Here in Wiltshire, Kennet District Council tells me they have granted permission for nearly 1,300 houses over the past five years, of which 49 (4 per cent) were shared ownership properties. Competition for these hens’ teeth is on the keen side: the average cost of a shared-equity two-bedroom cottage comes in at £120,000, only £60,000 of which would have to be funded by a mortgage. Monthly repayments on the mortgage element ought to be no more than £360, and the rental on the remaining equity (worth £60,000) about £150 per month. So a spanking new cottage in Wiltshire costs £510 a month.

The National Housing Federation, which represents most of England’s housing associations, says that in considering who is eligible for this boon ‘preference is normally given to local authority nominees, existing tenants, key workers and first-time buyers’. Vital as my work as a journalist clearly is, I quite see that my efforts are not ‘key’. I have a private tenancy and I can’t imagine Kennet nominating me for anything other than tarring and feathering. I have managed to insinuate myself on to the council waiting list, but will my daughter ever be able to relinquish her airbed in the kitchen for a room of her own? ‘We have literally hundreds of members who have been told by local authorities that they don’t need a house because they don’t need to look after their children,’ says Gary Birch of Fathers4Justice. ‘This is simply gender apartheid. If we were ethnic minorities there’d be an uproar, but fathers are fair game. The system just doesn’t value us.’ Nor, when it comes to putting their money where their corporate mouths are, have mortgage lenders proved particularly interested in shared ownership. Banks and building societies never miss an opportunity to declare how supportive they are of efforts to help lower income earners into home ownership. Yeah, right. My own bank (to pick a random example) LloydsTSB uses the Cheltenham & Gloucester as its mortgage providers. The C&G also acts as broker for a panel of ‘specialist lenders’, but only one of them will consider shared equity mortgages: ‘It’s a commercial decision we’ve made,’ says a jolly girl from C&G, ‘and shared ownership doesn’t fall within those parameters.’ Perhaps LloydsTSB is the black sheep, not the black horse, among mortgagers? A spokesperson for the Council of Mortgage Lenders, which covers 98 per cent of the market, told me: ‘Broadly we welcome an expansion of shared ownership, but limitations occur because these schemes are unfamiliar and there’s no expertise in dealing with them.’ Currently, only 10 per cent of Council members offer mortgages to applicants for shared ownership homes.

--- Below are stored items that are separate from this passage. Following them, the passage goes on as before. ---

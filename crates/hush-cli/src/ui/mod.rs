//! Terminal UI utilities.
//!
//! Status lines (banner, warnings, watcher notices) go to stderr. Compiler
//! diagnostics and the suppression summary are printed by
//! [`hush_core::DiagnosticAggregator`] on stdout instead.
//!
//! # Examples
//!
//! ```no_run
//! use hush_cli::ui;
//!
//! ui::init_colors(false);
//! ui::warning("Unknown CLI options received: src");
//! ui::success("Stopped watching");
//! ```

mod banner;
mod messages;

pub use banner::{banner_lines, print_banner};
pub use messages::{info, success, warning};

use crate::logger::should_use_colors;

/// Decide once whether to colorize output and apply it globally.
///
/// `--no-color` always wins; otherwise `NO_COLOR`, `FORCE_COLOR` and the
/// terminal decide. Returns the decision so diagnostics can be formatted the
/// same way.
pub fn init_colors(no_color: bool) -> bool {
    let enabled = !no_color && should_use_colors();
    owo_colors::set_override(enabled);
    console::set_colors_enabled(enabled);
    console::set_colors_enabled_stderr(enabled);
    enabled
}

#[cfg(test)]
mod tests {
    use super::*;

    #[test]
    fn test_no_color_flag_disables_colors() {
        assert!(!init_colors(true));
        owo_colors::unset_override();
    }
}
//! Command-line interface definition for hush.
//!
//! hush has a single command: compile the project once, or keep compiling it
//! with `--watch`. Every flag is optional and falls back to `hush.toml`,
//! `HUSH_*` environment variables and finally the built-in defaults.

mod tests;

use clap::Parser;
use std::path::PathBuf;

/// Hush - compile TypeScript, rewrite imports, never fail on type errors
#[derive(Parser, Debug)]
#[command(
    name = "hush",
    version,
    about = "Compile TypeScript while suppressing type errors",
    long_about = "Hush compiles a TypeScript project with the oxc frontend.\n\
                  Every diagnostic is printed and counted but never fails the build,\n\
                  and module specifiers can be rewritten through aliases or a base URL."
)]
pub struct Cli {
    /// Path to tsconfig.json
    ///
    /// Defaults to `tsconfig.json` in the current directory.
    #[arg(short, long, value_name = "PATH")]
    pub project: Option<PathBuf>,

    /// Compiler frontend to use
    ///
    /// Only `oxc` is available. Any other name is reported and the process
    /// exits with status 1.
    #[arg(short, long, value_name = "NAME")]
    pub compiler: Option<String>,

    /// Watch input files and recompile on change
    #[arg(short, long)]
    pub watch: bool,

    /// Enable verbose logging (debug level)
    #[arg(short, long, global = true)]
    pub verbose: bool,

    /// Suppress all log output except errors
    ///
    /// Diagnostics and the suppression summary are still printed.
    #[arg(short, long, global = true, conflicts_with = "verbose")]
    pub quiet: bool,

    /// Disable colored output
    #[arg(long, global = true)]
    pub no_color: bool,

    /// Stray positional arguments, reported as a warning
    #[arg(hide = true, value_name = "ARGS")]
    pub unknown: Vec<String>,
}

impl Cli {
    /// Warning text for stray positional arguments, if any were given.
    pub fn unknown_warning(&self) -> Option<String> {
        if self.unknown.is_empty() {
            return None;
        }
        Some(format!(
            "Unknown CLI options received: {}",
            self.unknown.join(", ")
        ))
    }
}
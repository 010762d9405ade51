//! Compiler frontend backed by the oxc toolchain.
//!
//! - [`ProjectConfig`] reads `tsconfig.json` into options and input files
//! - [`Program`] parses and checks the inputs, then emits through [`EmitPass`]es
//! - [`WatchProgram`] repeats that per cycle and reports via [`WatchReporter`](crate::watch::WatchReporter)

pub mod parser;

mod pass;
mod program;
mod project;
mod watch;

pub use pass::EmitPass;
pub use program::{EmitResult, Program};
pub use project::{CompilerOptions, ProjectConfig};
pub use watch::{CycleTrigger, WatchProgram};
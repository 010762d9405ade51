//! Status message functions for terminal output.

use owo_colors::{OwoColorize, Stream, Style};

fn symbol(symbol: &'static &'static str, style: Style) -> impl std::fmt::Display {
    symbol.if_supports_color(Stream::Stderr, move |s| s.style(style))
}

/// Print a success message to stderr.
///
/// # Examples
///
/// ```no_run
/// use hush_cli::ui::success;
///
/// success("Compilation finished");
/// ```
pub fn success(message: &str) {
    eprintln!("{} {}", symbol(&"✓", Style::new().green().bold()), message);
}

/// Print an info message to stderr.
pub fn info(message: &str) {
    eprintln!("{} {}", symbol(&"ℹ", Style::new().blue().bold()), message);
}

/// Print a warning message to stderr.
///
/// # Examples
///
/// ```no_run
/// use hush_cli::ui::warning;
///
/// warning("Unknown CLI options received: src");
/// ```
pub fn warning(message: &str) {
    eprintln!(
        "{} {}",
        symbol(&"⚠", Style::new().yellow().bold()),
        message.if_supports_color(Stream::Stderr, |m| m.yellow())
    );
}

#[cfg(test)]
mod tests {
    use super::*;

    #[test]
    fn test_status_messages() {
        // These should not panic
        success("Success message");
        info("Info message");
        warning("Warning message");
    }
}
use crate::cli::Cli;
use crate::config::HushConfig;
use crate::error::{ConfigError, Result};
use figment::{
    Figment,
    providers::{Env, Format as _, Serialized, Toml},
};
use serde::Serialize;
use std::path::{Path, PathBuf};

/// Name of the optional configuration file.
pub const CONFIG_FILE_NAME: &str = "hush.toml";

/// Settings given on the command line. Absent flags are not serialized so
/// they never mask lower-priority sources.
#[derive(Debug, Default, Serialize)]
struct CliOverrides {
    #[serde(skip_serializing_if = "Option::is_none")]
    project: Option<PathBuf>,
    #[serde(skip_serializing_if = "Option::is_none")]
    compiler: Option<String>,
    #[serde(skip_serializing_if = "std::ops::Not::not")]
    watch: bool,
}

impl From<&Cli> for CliOverrides {
    fn from(cli: &Cli) -> Self {
        Self {
            project: cli.project.clone(),
            compiler: cli.compiler.clone(),
            watch: cli.watch,
        }
    }
}

impl HushConfig {
    /// Load configuration relative to the current directory.
    pub fn load(cli: &Cli) -> Result<Self> {
        let cwd = std::env::current_dir()?;
        Self::load_from(cli, &cwd)
    }

    /// Load configuration from multiple sources.
    /// Priority: CLI args > environment variables > hush.toml > defaults
    ///
    /// The returned `project` path is absolute.
    pub fn load_from(cli: &Cli, cwd: &Path) -> Result<Self> {
        let mut figment = Figment::new().merge(Serialized::defaults(Self::default_config()));

        if let Some(path) = Self::find_config_file(cli, cwd) {
            tracing::debug!(config = %path.display(), "using configuration file");
            figment = figment.merge(Toml::file(path));
        }

        // HUSH_COMPILER, HUSH_REWRITE__PROJECT, HUSH_REWRITE__BASE_URL, ...
        figment = figment.merge(Env::prefixed("HUSH_").split("__"));
        figment = figment.merge(Serialized::defaults(CliOverrides::from(cli)));

        let mut config: Self = figment.extract().map_err(ConfigError::from)?;
        if config.project.is_relative() {
            config.project = cwd.join(&config.project);
        }

        config.validate()?;
        Ok(config)
    }

    /// `hush.toml` next to the project file, then in `cwd`.
    fn find_config_file(cli: &Cli, cwd: &Path) -> Option<PathBuf> {
        let project = cli
            .project
            .clone()
            .unwrap_or_else(crate::config::default_project);
        let project_dir = cwd
            .join(project)
            .parent()
            .map(Path::to_path_buf)
            .unwrap_or_else(|| cwd.to_path_buf());

        [project_dir, cwd.to_path_buf()]
            .into_iter()
            .map(|dir| dir.join(CONFIG_FILE_NAME))
            .find(|candidate| candidate.is_file())
    }

    /// Get default configuration values.
    pub(crate) fn default_config() -> Self {
        use crate::config::defaults::*;

        Self {
            project: default_project(),
            compiler: default_compiler(),
            watch: false,
            rewrite: Default::default(),
        }
    }
}
//! Watch-session state machine.

mod hooks;
mod session;

pub use hooks::{NoopHooks, WatchHooks};
pub use session::{
    CycleSummary, StatusSignal, WatchPhase, WatchReporter, WatchSession, WatchState,
    WatchStatusCodes,
};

If Tony Blair is serious when he says that he wants to expand home ownership ‘for as many people as possible, giving people a stake in society, a chance to own their own home and be independent’, I would have thought that making sure the money men understood the scheme, and were prepared to co-operate, might be a good idea. Persuading local authorities to show a little more enthusiasm than Kennet, and to be a lot tougher in negotiations with developers over the number and location of shared equity houses, might too be thought a task better resolved before Mr Prescott sounded his fanfare rather than after it.

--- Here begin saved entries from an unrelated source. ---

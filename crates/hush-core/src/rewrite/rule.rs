//! The specifier rewrite rule.
//!
//! Rules are tried in a fixed priority order and the first one that produces a
//! value wins:
//!
//! 1. the alias table ([`AliasRules::resolve`](super::AliasRules::resolve))
//! 2. the caller's custom hook
//! 3. base-URL re-rooting, only for specifiers starting with `.` and only when
//!    both `base_url` and `project` are configured
//!
//! A specifier that no rule touches is returned borrowed, so callers can tell
//! "unchanged" apart from "rewritten to the same text" without comparing.

use std::borrow::Cow;
use std::path::{Path, PathBuf};

use path_clean::PathClean;

use super::context::RewriteContext;
use crate::error::RewriteError;

/// Rewrite one module specifier found in `source_file`.
///
/// Pure: the result depends only on the arguments. `source_file` should be
/// absolute for base-URL re-rooting to find `base_url` in the resolved path.
pub fn rewrite_path<'p>(
    specifier: &'p str,
    source_file: &Path,
    context: &RewriteContext,
) -> Result<Cow<'p, str>, RewriteError> {
    if let Some(aliased) = context.alias().resolve(specifier) {
        return Ok(Cow::Owned(aliased));
    }

    if let Some(rewritten) = context.custom_rewrite(specifier, source_file) {
        return Ok(Cow::Owned(rewritten));
    }

    if let (Some(base_url), Some(project)) = (context.base_url(), context.project()) {
        if specifier.starts_with('.') {
            return reroot(specifier, source_file, base_url, project).map(Cow::Owned);
        }
    }

    Ok(Cow::Borrowed(specifier))
}

/// Resolve `specifier` against the source file's directory and swap the
/// `base_url` prefix for `project`.
fn reroot(
    specifier: &str,
    source_file: &Path,
    base_url: &Path,
    project: &str,
) -> Result<String, RewriteError> {
    let source_dir = source_file.parent().unwrap_or_else(|| Path::new(""));
    let resolved = source_dir.join(specifier).clean();

    let resolved_text = resolved.to_string_lossy();
    let base_text = base_url.to_string_lossy();

    match resolved_text.split_once(base_text.as_ref()) {
        Some((_, remainder)) => Ok(format!("{project}{}", remainder.replace('\\', "/"))),
        None => Err(RewriteError::OutsideBaseUrl {
            specifier: specifier.to_string(),
            resolved: PathBuf::from(resolved_text.as_ref()),
            base_url: base_url.to_path_buf(),
        }),
    }
}

#[cfg(test)]
mod tests {
    use super::*;
    use crate::rewrite::AliasRules;

    fn rerooting() -> RewriteContext {
        RewriteContext::new()
            .with_base_url("/repo/src")
            .with_project("@lib")
    }

    #[test]
    fn test_alias_rewrites_specifier() {
        let context = RewriteContext::new()
            .with_alias(AliasRules::from_pairs([("^@app/(.*)$", "./src/$1")]).unwrap());
        let result = rewrite_path("@app/util", Path::new("/repo/index.ts"), &context).unwrap();
        assert_eq!(result, "./src/util");
    }

    #[test]
    fn test_relative_specifier_is_rerooted() {
        let result = rewrite_path("../c", Path::new("/repo/src/a/b.ts"), &rerooting()).unwrap();
        assert_eq!(result, "@lib/c");
    }

    #[test]
    fn test_sibling_specifier_is_rerooted() {
        let result = rewrite_path("./d/e", Path::new("/repo/src/a/b.ts"), &rerooting()).unwrap();
        assert_eq!(result, "@lib/a/d/e");
    }

    #[test]
    fn test_specifier_outside_base_url_is_an_error() {
        let err = rewrite_path("./y", Path::new("/other/x.ts"), &rerooting()).unwrap_err();
        assert_eq!(
            err,
            RewriteError::OutsideBaseUrl {
                specifier: "./y".to_string(),
                resolved: PathBuf::from("/other/y"),
                base_url: PathBuf::from("/repo/src"),
            }
        );
    }

    #[test]
    fn test_bare_specifier_is_borrowed_unchanged() {
        let result = rewrite_path("lodash", Path::new("/repo/src/a.ts"), &rerooting()).unwrap();
        assert!(matches!(result, Cow::Borrowed("lodash")));
    }

    #[test]
    fn test_relative_specifier_needs_both_base_url_and_project() {
        let context = RewriteContext::new().with_base_url("/repo/src");
        let result = rewrite_path("./x", Path::new("/repo/src/a.ts"), &context).unwrap();
        assert!(matches!(result, Cow::Borrowed("./x")));
    }

    #[test]
    fn test_alias_takes_priority_over_custom_hook() {
        let context = RewriteContext::new()
            .with_alias(AliasRules::from_pairs([("^x$", "from-alias")]).unwrap())
            .with_rewrite(|_, _| Some("from-hook".to_string()));
        let result = rewrite_path("x", Path::new("/a.ts"), &context).unwrap();
        assert_eq!(result, "from-alias");
    }

    #[test]
    fn test_custom_hook_takes_priority_over_rerooting() {
        let context = rerooting().with_rewrite(|specifier, file| {
            assert_eq!(file, Path::new("/repo/src/a.ts"));
            Some(format!("hooked:{specifier}"))
        });
        let result = rewrite_path("./x", Path::new("/repo/src/a.ts"), &context).unwrap();
        assert_eq!(result, "hooked:./x");
    }

    #[test]
    fn test_custom_hook_declining_falls_through() {
        let context = rerooting().with_rewrite(|_, _| None);
        let result = rewrite_path("./x", Path::new("/repo/src/a.ts"), &context).unwrap();
        assert_eq!(result, "@lib/x");
    }
}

But the real challenge facing the government (apart from Iraq, Iran, international terrorism and global warming) is to reform the council waiting list and the selection criteria for shared ownership applicants. I can’t be young and homeless, or a single mother, or a family of ten from Bangladesh, and however long I languish on the list or however many houses are built, I know that the likes of me won’t have a snowball’s chance and that can’t be fair, can it, Mr Blair?